Recently the Wall St. Journal published leaked information about Israel’s sabotage of Iranian tankers carrying oil to Syria in violation of international sanctions on Syria and Iran. Apparently this has been going on for the past 2-1/2 years and has cost Iran billions of dollars, money which could be used to supply weapons to Hezbollah and other Iranian proxies. The leak has been attributed to the Biden Administration, which wanted to “[neutralize] background noise which the Americans think might soon hamper the renewal of negotiations with Iran about the United States’ return to the nuclear agreement.” But the result may be an escalation of hostile actions between Iran and Israel. In essence, Biden’s people chose to harm Israel in order to improve its relations with Iran.
At the same time, Biden’s people have backed down on the demand that Iran first stop enriching uranium to 20% before talks on returning to the JCPOA could begin. It seems that, like the first time many of the same people negotiated a nuclear deal with Iran, they are hungry for an agreement, so much so that they have already started down the slippery slope of concessions. As all Middle Easterners, even Israelis, know, this is not how to make a deal in the shuk. They may think “this time it will be different,” but they are fooling themselves. I don’t know precisely why they are so hungry, but I am absolutely certain that displaying their hunger at the outset is a recipe for taking a beating at the end of the day.
In Plato’s Republic, Polemarchus argues that true justice consists of helping one’s friends and hurting one’s enemies, in particular by making oneself an ally in war with one’s friends against your common enemies. Whether or not this is justice in any sense (Plato thinks not), it is a fundamental principle of international relations, where “friends” and “enemies” are defined in terms of national interests. It seems that Biden (or whoever is making decisions in his administration) has decided that American interests lie in taking the side of Iran over that of the developing alliance between Israel, the UAE, Saudi Arabia, Egypt, and others who are threatened by Iran.
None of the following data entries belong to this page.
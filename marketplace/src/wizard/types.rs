//! State types for the sell-tickets wizard.

use crate::routing::Route;
use crate::types::{DeliveryMethod, Event, EventId, TicketType};
use std::collections::BTreeMap;
use std::fmt;
use std::sync::Arc;

/// Wizard step, in order
#[derive(Clone, Copy, Debug, Default, PartialEq, Eq, Hash, PartialOrd, Ord)]
pub enum WizardStep {
    /// Pick or create the event
    #[default]
    EventSelection,
    /// Upload ticket photos
    ImageUpload,
    /// Price, quantity, seats
    Details,
    /// Confirm and submit
    Review,
}

impl WizardStep {
    /// 1-based position, as shown in the progress bar
    #[must_use]
    pub const fn number(self) -> u8 {
        match self {
            Self::EventSelection => 1,
            Self::ImageUpload => 2,
            Self::Details => 3,
            Self::Review => 4,
        }
    }

    /// Following step; `None` on review
    #[must_use]
    pub const fn next(self) -> Option<Self> {
        match self {
            Self::EventSelection => Some(Self::ImageUpload),
            Self::ImageUpload => Some(Self::Details),
            Self::Details => Some(Self::Review),
            Self::Review => None,
        }
    }

    /// Preceding step; `None` on event selection
    #[must_use]
    pub const fn previous(self) -> Option<Self> {
        match self {
            Self::EventSelection => None,
            Self::ImageUpload => Some(Self::EventSelection),
            Self::Details => Some(Self::ImageUpload),
            Self::Review => Some(Self::Details),
        }
    }

    /// Heading of the step
    #[must_use]
    pub const fn title(self) -> &'static str {
        match self {
            Self::EventSelection => "Select Event",
            Self::ImageUpload => "Upload Images",
            Self::Details => "Ticket Details",
            Self::Review => "Review",
        }
    }
}

impl fmt::Display for WizardStep {
    fn fmt(&self, f: &mut fmt::Formatter<'_>) -> fmt::Result {
        write!(f, "Step {}: {}", self.number(), self.title())
    }
}

/// Text fields of the details step, as typed
#[derive(Clone, Debug, PartialEq, Eq)]
pub struct DetailsForm {
    /// Asking price
    pub price: String,
    /// Face value, optional
    pub original_price: String,
    /// Number of tickets
    pub quantity: String,
    /// Section, optional
    pub section: String,
    /// Row, optional
    pub row: String,
    /// Comma separated seat numbers, optional
    pub seat_numbers: String,
    /// Ticket kind
    pub ticket_type: TicketType,
    /// Delivery method
    pub delivery_method: DeliveryMethod,
    /// Notes to buyers, optional
    pub notes: String,
}

impl Default for DetailsForm {
    fn default() -> Self {
        Self {
            price: String::new(),
            original_price: String::new(),
            quantity: "1".to_string(),
            section: String::new(),
            row: String::new(),
            seat_numbers: String::new(),
            ticket_type: TicketType::General,
            delivery_method: DeliveryMethod::Electronic,
            notes: String::new(),
        }
    }
}

/// Fields of the create-event form, as typed
#[derive(Clone, Debug, Default, PartialEq, Eq)]
pub struct EventForm {
    /// Required
    pub title: String,
    /// Optional
    pub description: String,
    /// Required; RFC 3339, `YYYY-MM-DDTHH:MM` or `YYYY-MM-DD` (UTC)
    pub date: String,
    /// Required
    pub location: String,
    /// Required
    pub category: String,
    /// Optional
    pub venue: String,
    /// Optional
    pub city: String,
    /// Optional
    pub state: String,
}

/// A file picked or dropped by the user
#[derive(Clone, PartialEq, Eq)]
pub struct ImageFile {
    /// File name
    pub name: String,
    /// Declared MIME type
    pub content_type: String,
    /// Contents
    pub bytes: Arc<[u8]>,
}

impl ImageFile {
    /// Create a file from its parts
    #[must_use]
    pub fn new(name: impl Into<String>, content_type: impl Into<String>, bytes: impl Into<Arc<[u8]>>) -> Self {
        Self {
            name: name.into(),
            content_type: content_type.into(),
            bytes: bytes.into(),
        }
    }

    /// Size in bytes
    #[must_use]
    pub fn size(&self) -> u64 {
        self.bytes.len() as u64
    }
}

impl fmt::Debug for ImageFile {
    fn fmt(&self, f: &mut fmt::Formatter<'_>) -> fmt::Result {
        f.debug_struct("ImageFile")
            .field("name", &self.name)
            .field("content_type", &self.content_type)
            .field("size", &self.bytes.len())
            .finish()
    }
}

/// Outstanding uploads of one batch
#[derive(Clone, Copy, Debug, Default, PartialEq, Eq)]
pub struct BatchProgress {
    /// Uploads not yet finished
    pub remaining: usize,
    /// Uploads that succeeded so far
    pub uploaded: usize,
}

/// State of the sell-tickets wizard
#[derive(Clone, Debug, Default, PartialEq)]
pub struct WizardState {
    /// Current step
    pub step: WizardStep,

    /// Candidate events, soonest first; created events are prepended
    pub events: Vec<Event>,
    /// The catalog is being fetched
    pub events_loading: bool,
    /// Local filter over the catalog
    pub event_search: String,
    /// Event the listing is for
    pub selected_event: Option<EventId>,

    /// The create-event form is open
    pub show_create_form: bool,
    /// Create-event form contents
    pub event_form: EventForm,
    /// A create-event call is outstanding
    pub creating_event: bool,

    /// Public URLs of uploaded images, in completion order
    pub images: Vec<String>,
    /// Batches with uploads in flight, by batch number
    pub uploads: BTreeMap<u64, BatchProgress>,
    /// Number of the last batch started
    pub last_batch: u64,

    /// Details form contents
    pub details: DetailsForm,
    /// The create-listing call is outstanding
    pub submitting: bool,
    /// Message of the last failure
    pub error: Option<String>,
    /// Set once the listing is created; the view navigates there
    pub redirect: Option<Route>,
}

impl WizardState {
    /// Fresh wizard on step one
    #[must_use]
    pub fn new() -> Self {
        Self::default()
    }

    /// Catalog entries matching `event_search` by title or location
    #[must_use]
    pub fn filtered_events(&self) -> Vec<&Event> {
        let needle = self.event_search.trim().to_lowercase();
        self.events
            .iter()
            .filter(|event| {
                needle.is_empty()
                    || event.title.to_lowercase().contains(&needle)
                    || event.location.to_lowercase().contains(&needle)
            })
            .collect()
    }

    /// The selected event, if it is in the catalog
    #[must_use]
    pub fn selected(&self) -> Option<&Event> {
        let id = self.selected_event?;
        self.events.iter().find(|event| event.id == id)
    }

    /// Uploads still in flight across all batches
    #[must_use]
    pub fn uploads_in_flight(&self) -> usize {
        self.uploads.values().map(|batch| batch.remaining).sum()
    }

    /// Any upload is in flight
    #[must_use]
    pub fn is_uploading(&self) -> bool {
        !self.uploads.is_empty()
    }

    /// Forget the draft, keeping the loaded catalog
    ///
    /// Batch numbering continues, so completions of old batches stay ignored.
    pub fn reset_draft(&mut self) {
        *self = Self {
            events: std::mem::take(&mut self.events),
            last_batch: self.last_batch,
            ..Self::default()
        };
    }
}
Friends become foes, and former foes, friends.
Judging by the actions of the Iranian regime until now, it is hard to believe that an international agreement led by the US – which is removing the military assets that would buttress compliance! – will prevent the regime from achieving its goal of obtaining nuclear weapons and the means to deliver them. Indeed, as we saw with the previous agreement, the deal may act as a shield for nuclear and missile development, as well as a deterrent to Iran’s enemies to act against it, without significantly slowing Iran’s nuclear progress. The ending of sanctions makes a huge amount of money available to the regime, which – again, as was manifest after the 2015 deal – may be used to export terrorism and build up Iranian proxies for warfare against Israel or other states.
The worst-case scenario is that Iran will obtain and use nuclear weapons directly against its enemies or as a shield for conventional aggression. Another possibility is that Israel and her anti-Iranian alliance will find themselves compelled to use force to prevent Iran from going nuclear, precipitating a very destructive regional war. It could also happen that Saudi Arabia, Egypt, and possibly other states would feel obligated to acquire nuclear weapons themselves as a deterrent.
If the new administration had chosen to continue Trump’s “maximum pressure” campaign, along with supporting the regional alliance against Iran, Israel’s special operations, and the strong domestic Iranian opposition, it might have been possible to bring down the regime. But that is not the path they chose.